Sandra Luzardo

Personal information
- Full name: Sandra Paola Luzardo León
- Date of birth: 18 July 1999 (age 27)
- Place of birth: Mérida, Venezuela
- Height: 1.70 m (5 ft 7 in)
- Position: Centre-back

Youth career
- Mérida Country Club

Senior career*
- Years: Team / Apps / (Gls)
- 2016: Caucheros de Mérida
- 2016: Estudiantes de Guárico
- 2017–2018: Deportivo Táchira
- 2019–2020: Fundación Albacete / 16 / (1)
- 2020–2021: Alhama / 11 / (1)
- 2021–2022: Levante B

International career^{‡}
- 2014: Venezuela U15 / 4 / (0)
- 2014–2016: Venezuela U17 / 11 / (1)
- 2014: Venezuela / 1 / (0)

= Sandra Luzardo =

Venezuelan footballer (born 1999)

Sandra Paola Luzardo León (born 18 July 1999) is a Venezuelan footballer who plays as a centre back.
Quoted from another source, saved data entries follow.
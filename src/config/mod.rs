//! Configuration layer for taskwatch.
//!
//! This module provides:
//! - CLI argument parsing ([`Cli`], [`Command`])
//! - TOML configuration file parsing ([`TomlConfig`])
//! - Validated configuration ([`ValidatedConfig`])
//! - Configuration file generation ([`write_default_config`])
//! - Default values ([`defaults`])
//!
//! # Priority
//!
//! Configuration values are resolved with the following priority (highest to
//! lowest):
//!
//! 1. **Explicit CLI arguments** - Values explicitly passed via command line
//! 2. **TOML config file** - Values from the configuration file
//! 3. **Built-in defaults** - Hardcoded default values
//!
//! The task list URL is the only required field and has no default; the bot
//! token is optional at this layer because the `tasks` and `watch` commands
//! never deliver anything. Commands that do deliver reject a missing token at
//! dispatch.

mod cli;
pub mod defaults;
mod error;
mod toml;
mod validated;


pub use cli::{Cli, Command};
pub use error::ConfigError;
pub use toml::{TomlConfig, default_config_template};
pub use validated::{ValidatedConfig, write_default_config};
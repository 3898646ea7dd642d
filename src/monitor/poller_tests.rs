//! Tests for the polling loop.

use super::*;
use crate::monitor::NoopHandler;
use crate::source::FetchError;
use crate::transport::HttpError;
use std::sync::{Arc, Mutex};

struct MockSource {
    results: Mutex<std::collections::VecDeque<Result<String, FetchError>>>,
}

impl MockSource {
    fn new(results: Vec<Result<String, FetchError>>) -> Self {
        Self {
            results: Mutex::new(results.into()),
        }
    }

    fn returning_text(texts: Vec<&str>) -> Self {
        Self::new(texts.into_iter().map(|t| Ok(t.to_string())).collect())
    }
}

impl TaskSource for MockSource {
    async fn fetch_text(&self) -> Result<String, FetchError> {
        self.results
            .lock()
            .unwrap()
            .pop_front()
            .unwrap_or_else(|| Ok(String::new()))
    }
}

/// Records every list the loop reports.
#[derive(Clone, Default)]
struct RecordingHandler {
    seen: Arc<Mutex<Vec<TaskList>>>,
}

impl RecordingHandler {
    fn seen(&self) -> Vec<TaskList> {
        self.seen.lock().unwrap().clone()
    }
}

impl ChangeHandler for RecordingHandler {
    type Error = std::convert::Infallible;

    async fn on_change(&mut self, tasks: TaskList) -> Result<(), Self::Error> {
        self.seen.lock().unwrap().push(tasks);
        Ok(())
    }
}

/// Fails every invocation, for isolation tests.
struct FailingHandler;

impl ChangeHandler for FailingHandler {
    type Error = std::io::Error;

    async fn on_change(&mut self, _tasks: TaskList) -> Result<(), Self::Error> {
        Err(std::io::Error::other("handler exploded"))
    }
}

fn interval() -> std::time::Duration {
    std::time::Duration::from_secs(60)
}

mod cycles {
    use super::*;

    #[tokio::test]
    async fn first_observation_seeds_without_notifying() {
        let mut poller = PollingLoop::new(MockSource::returning_text(vec!["a\nb\n"]), interval());
        let mut handler = RecordingHandler::default();

        poller.run_cycle(&mut handler).await;

        assert!(handler.seen().is_empty());
        assert_eq!(poller.last, Some(TaskList::normalize("a\nb")));
    }

    #[tokio::test]
    async fn content_change_invokes_handler_with_new_list() {
        let mut poller =
            PollingLoop::new(MockSource::returning_text(vec!["a\n", "a\nb\n"]), interval());
        let mut handler = RecordingHandler::default();

        poller.run_cycle(&mut handler).await;
        poller.run_cycle(&mut handler).await;

        assert_eq!(handler.seen(), vec![TaskList::normalize("a\nb")]);
    }

    #[tokio::test]
    async fn identical_content_does_not_invoke_handler() {
        let mut poller =
            PollingLoop::new(MockSource::returning_text(vec!["a\n", "a\n", "a\n"]), interval());
        let mut handler = RecordingHandler::default();

        poller.run_cycle(&mut handler).await;
        poller.run_cycle(&mut handler).await;
        poller.run_cycle(&mut handler).await;

        assert!(handler.seen().is_empty());
    }

    #[tokio::test]
    async fn same_length_different_content_is_a_change() {
        let mut poller =
            PollingLoop::new(MockSource::returning_text(vec!["a\nb\n", "a\nc\n"]), interval());
        let mut handler = RecordingHandler::default();

        poller.run_cycle(&mut handler).await;
        poller.run_cycle(&mut handler).await;

        assert_eq!(handler.seen(), vec![TaskList::normalize("a\nc")]);
    }

    #[tokio::test]
    async fn fetch_failure_leaves_state_untouched() {
        let mut poller = PollingLoop::new(
            MockSource::new(vec![
                Ok("a\n".to_string()),
                Err(FetchError::Http(HttpError::Timeout)),
                Ok("a\n".to_string()),
            ]),
            interval(),
        );
        let mut handler = RecordingHandler::default();

        poller.run_cycle(&mut handler).await;
        poller.run_cycle(&mut handler).await; // fails, state stays ["a"]
        poller.run_cycle(&mut handler).await; // same content, no change

        assert!(handler.seen().is_empty());
        assert_eq!(poller.last, Some(TaskList::normalize("a")));
    }

    #[tokio::test]
    async fn handler_failure_is_swallowed_and_state_still_advances() {
        let mut poller =
            PollingLoop::new(MockSource::returning_text(vec!["a\n", "b\n"]), interval());
        let mut handler = FailingHandler;

        poller.run_cycle(&mut handler).await;
        poller.run_cycle(&mut handler).await;

        // Despite the handler error, the new list was stored.
        assert_eq!(poller.last, Some(TaskList::normalize("b")));
    }
}

mod stopping {
    use super::*;
    use std::time::Duration;

    #[tokio::test(start_paused = true)]
    async fn stop_before_run_exits_immediately() {
        let poller = PollingLoop::new(MockSource::returning_text(vec![]), interval());
        let handle = poller.stop_handle();

        handle.stop();
        assert!(handle.is_stopped());

        // Must return without waiting out any interval.
        tokio::time::timeout(Duration::from_millis(1), poller.run(NoopHandler))
            .await
            .expect("loop did not observe the stop request");
    }

    #[tokio::test(start_paused = true)]
    async fn stop_wakes_the_inter_cycle_sleep() {
        let poller = PollingLoop::new(MockSource::returning_text(vec!["a\n"]), interval());
        let handle = poller.stop_handle();

        let task = tokio::spawn(poller.run(NoopHandler));

        // Let the first cycle run, then stop mid-sleep.
        tokio::time::sleep(Duration::from_secs(1)).await;
        handle.stop();

        tokio::time::timeout(Duration::from_secs(1), task)
            .await
            .expect("loop did not stop")
            .unwrap();
    }

    #[tokio::test]
    async fn stop_is_idempotent() {
        let poller = PollingLoop::new(MockSource::returning_text(vec![]), interval());
        let handle = poller.stop_handle();

        handle.stop();
        handle.stop();
        assert!(handle.is_stopped());
    }
}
She capped for the Venezuela women's national team.

==International career==
Luzardo represented Venezuela at the 2014 Summer Youth Olympics and two FIFA U-17 Women's World Cup editions (2014 and 2016). At senior level, she made her debut on 22 November 2014 in a 3–0 friendly victory against Nicaragua.